110 likes | 316 Views
Yüksek Beklentilerle Benlik Algısını Yitiren Çocuk. Yüksek beklenti içinde olan anne-babalar, daima çocuğun derslerdeki başarısını kapasitesinin üzerinde değerlendirme eğilimindeler.
E N D
Yüksek beklenti içinde olan anne-babalar, daima çocuğun derslerdeki başarısını kapasitesinin üzerinde değerlendirme eğilimindeler. Başarısı yeteneğinin üstünde değerlendirilen çocuk, kendini sürekli başarısız bulacaktır. Böyle bir değerlendirme gerçeklere aykırı olduğu için çocukta özgüven yitimine ve cesaretin kırılmasına neden olur.
Anne dokuz aylık çocuğunun önüne bul-tak koymuştu. Küp biçiminde olan bul-takın üst kapağında üçgen, kare, daire ve yıldız şekillerinde delikler vardı. Deliklerde geçebilecek ebatlarda şekiller de küpün yanında duruyordu. Anne çocuğun görmesini sağlamak için, dikkat çekici hareketlerle şekilleri uygun deliklerden geçiriyordu. "Şimdi sıra sende, hadi al üçgeni delikten geçir." diyerek üçgeni çocuğun eline tutuşturdu.
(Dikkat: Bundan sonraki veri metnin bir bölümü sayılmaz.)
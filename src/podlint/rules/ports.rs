//! `ports` list of a container.

use crate::podlint::parser::Node;
use crate::podlint::rules::{FieldRule, PROTOCOLS, Shape, apply_rules, check_one_of, check_port};
use crate::podlint::types::Diagnostics;

const PORT_RULES: &[FieldRule] = &[
    FieldRule::required("containerPort", Shape::Integer, check_container_port),
    FieldRule::optional("protocol", Shape::String, check_protocol),
];

pub fn validate_ports(ports: &Node, sink: &mut Diagnostics) {
    for entry in ports.as_sequence().unwrap_or_default() {
        if !entry.is_mapping() {
            sink.push(entry.line, "ports entry must be object");
            continue;
        }
        apply_rules(PORT_RULES, entry, sink);
    }
}

fn check_container_port(node: &Node, sink: &mut Diagnostics) {
    check_port(node, "containerPort", sink);
}

fn check_protocol(node: &Node, sink: &mut Diagnostics) {
    check_one_of(node, "protocol", PROTOCOLS, sink);
}

#[cfg(test)]
mod tests {
    use super::*;
    use crate::podlint::rules::test_support::run;

    fn port(value: &str) -> Vec<(u32, String)> {
        run(&format!("- containerPort: {}\n", value), validate_ports)
    }

    #[test]
    fn test_integer_port_passes() {
        assert!(port("80").is_empty());
    }

    #[test]
    fn test_quoted_port_is_not_an_integer() {
        assert_eq!(port("\"80\""), vec![(1, "containerPort must be int".to_string())]);
        assert_eq!(port("'80'"), vec![(1, "containerPort must be int".to_string())]);
    }

    #[test]
    fn test_string_tagged_port_is_not_an_integer() {
        assert_eq!(port("!!str 80"), vec![(1, "containerPort must be int".to_string())]);
        assert!(port("!!int \"80\"").is_empty());
    }

    #[test]
    fn test_port_range_boundaries() {
        assert!(port("1").is_empty());
        assert!(port("65535").is_empty());
        assert_eq!(port("0"), vec![(1, "containerPort value out of range".to_string())]);
        assert_eq!(
            port("65536"),
            vec![(1, "containerPort value out of range".to_string())]
        );
    }

    #[test]
    fn test_non_integer_port_kinds() {
        assert_eq!(port("http"), vec![(1, "containerPort must be int".to_string())]);
        assert_eq!(port("80.5"), vec![(1, "containerPort must be int".to_string())]);
        assert_eq!(port("[80]"), vec![(1, "containerPort must be int".to_string())]);
    }

    #[test]
    fn test_protocol() {
        let ok = run("- containerPort: 53\n  protocol: UDP\n", validate_ports);
        assert!(ok.is_empty());
        let bad = run("- containerPort: 53\n  protocol: udp\n", validate_ports);
        assert_eq!(bad, vec![(2, "protocol has unsupported value 'udp'".to_string())]);
    }

    #[test]
    fn test_entries_checked_in_order() {
        let yaml = r#"- containerPort: 70000
- 8080
- protocol: TCP
"#;
        assert_eq!(
            run(yaml, validate_ports),
            vec![
                (1, "containerPort value out of range".to_string()),
                (2, "ports entry must be object".to_string()),
                (3, "containerPort is required".to_string()),
            ]
        );
    }
}
//! Line-annotated document tree.
//!
//! Every node records the 1-based source line it started on. Scalars also
//! carry the primitive kind inferred from their literal syntax, which is what
//! type checks consult instead of re-parsing the text.

/// Primitive kind of a scalar, decided by the parser from its tag, quoting
/// and form.
#[derive(Debug, Clone, Copy, PartialEq)]
pub enum ScalarKind {
    Null,
    Boolean,
    Integer(i64),
    Float,
    String,
}

/// A scalar value with its literal text.
#[derive(Debug, Clone, PartialEq)]
pub struct Scalar {
    pub text: String,
    pub kind: ScalarKind,
}

/// Structural variant of a node.
#[derive(Debug, Clone, PartialEq)]
pub enum NodeKind {
    /// Ordered `(key, value)` pairs as they appear in the source.
    Mapping(Vec<(Node, Node)>),
    Sequence(Vec<Node>),
    Scalar(Scalar),
}

/// A node of a parsed document.
#[derive(Debug, Clone, PartialEq)]
pub struct Node {
    /// 1-based source line.
    pub line: u32,
    pub kind: NodeKind,
}

impl Node {
    pub fn scalar(text: impl Into<String>, kind: ScalarKind, line: u32) -> Self {
        Self {
            line,
            kind: NodeKind::Scalar(Scalar {
                text: text.into(),
                kind,
            }),
        }
    }

    pub fn mapping(entries: Vec<(Node, Node)>, line: u32) -> Self {
        Self {
            line,
            kind: NodeKind::Mapping(entries),
        }
    }

    pub fn sequence(items: Vec<Node>, line: u32) -> Self {
        Self {
            line,
            kind: NodeKind::Sequence(items),
        }
    }

    /// Look up the value for `key` in a mapping node.
    ///
    /// Returns `None` when the key is missing or when this node is not a
    /// mapping at all. Matching is exact and the first occurrence wins.
    pub fn get(&self, key: &str) -> Option<&Node> {
        self.entry(key).map(|(_, value)| value)
    }

    /// Like [`Node::get`], but also returns the key node.
    pub fn entry(&self, key: &str) -> Option<(&Node, &Node)> {
        let NodeKind::Mapping(entries) = &self.kind else {
            return None;
        };
        entries
            .iter()
            .find(|(k, _)| k.as_scalar().is_some_and(|s| s.text == key))
            .map(|(k, v)| (k, v))
    }

    pub fn as_scalar(&self) -> Option<&Scalar> {
        match &self.kind {
            NodeKind::Scalar(scalar) => Some(scalar),
            _ => None,
        }
    }

    /// Text of a scalar node.
    pub fn as_str(&self) -> Option<&str> {
        self.as_scalar().map(|s| s.text.as_str())
    }

    pub fn as_mapping(&self) -> Option<&[(Node, Node)]> {
        match &self.kind {
            NodeKind::Mapping(entries) => Some(entries),
            _ => None,
        }
    }

    pub fn as_sequence(&self) -> Option<&[Node]> {
        match &self.kind {
            NodeKind::Sequence(items) => Some(items),
            _ => None,
        }
    }

    pub fn is_scalar(&self) -> bool {
        matches!(self.kind, NodeKind::Scalar(_))
    }

    pub fn is_mapping(&self) -> bool {
        matches!(self.kind, NodeKind::Mapping(_))
    }

    pub fn is_sequence(&self) -> bool {
        matches!(self.kind, NodeKind::Sequence(_))
    }

    /// True for a null scalar or a scalar with empty text.
    pub fn is_empty_scalar(&self) -> bool {
        self.as_scalar()
            .is_some_and(|s| s.kind == ScalarKind::Null || s.text.is_empty())
    }
}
Çocuk üçgeni aldığı gibi ağzına götürdü. "Ağzına değil yavrum, deliğe koyacaksın!" diye sert bir ses tonuyla çocuğu azarladı anne. Sonra çocuğun elinden tutarak üçgeni deliğe koydurdu. Kadının eşi, "O daha bunu kavrayacak yaşta değil, ne diye zorluyorsun ki?" diye tepki gösterince, kadın şu karşılığı verdi: "Ama çok kolay, yapabilir." Adam, "Sen çekil!" diyerek kendisi çocuğun yanına oturdu. Küpün kapağını açtı ve şekilleri tek tek çocuğa verdi. Önce fiziksel yardımla çocuğun elinden tutarak küpün içine şekilleri atmasını sağladı. Birkaç denemeden sonra çocuk, aynı işlemi keyifle yapmaya başladı.
Annenin beklentisi çocuğun kapasitesinin üzerindeydi, bu yüzden çocuk yapamıyordu. Kadının hiçbir çabası fayda vermeyecekti; hatta çocukta birtakım olumsuz durumların ortaya çıkmasına yol açabilirdi; örneğin, o tür etkinliklere karşı ilgilisi azalabilirdi. Adamın beklentisi ise daha gerçekçiydi. İşe çocuğun yapabileceği seviyede başladı, ilerleyen zamanlarda çocuk şekilleri uygun deliklerde geçirebilecek beceriye sahip olacaktır.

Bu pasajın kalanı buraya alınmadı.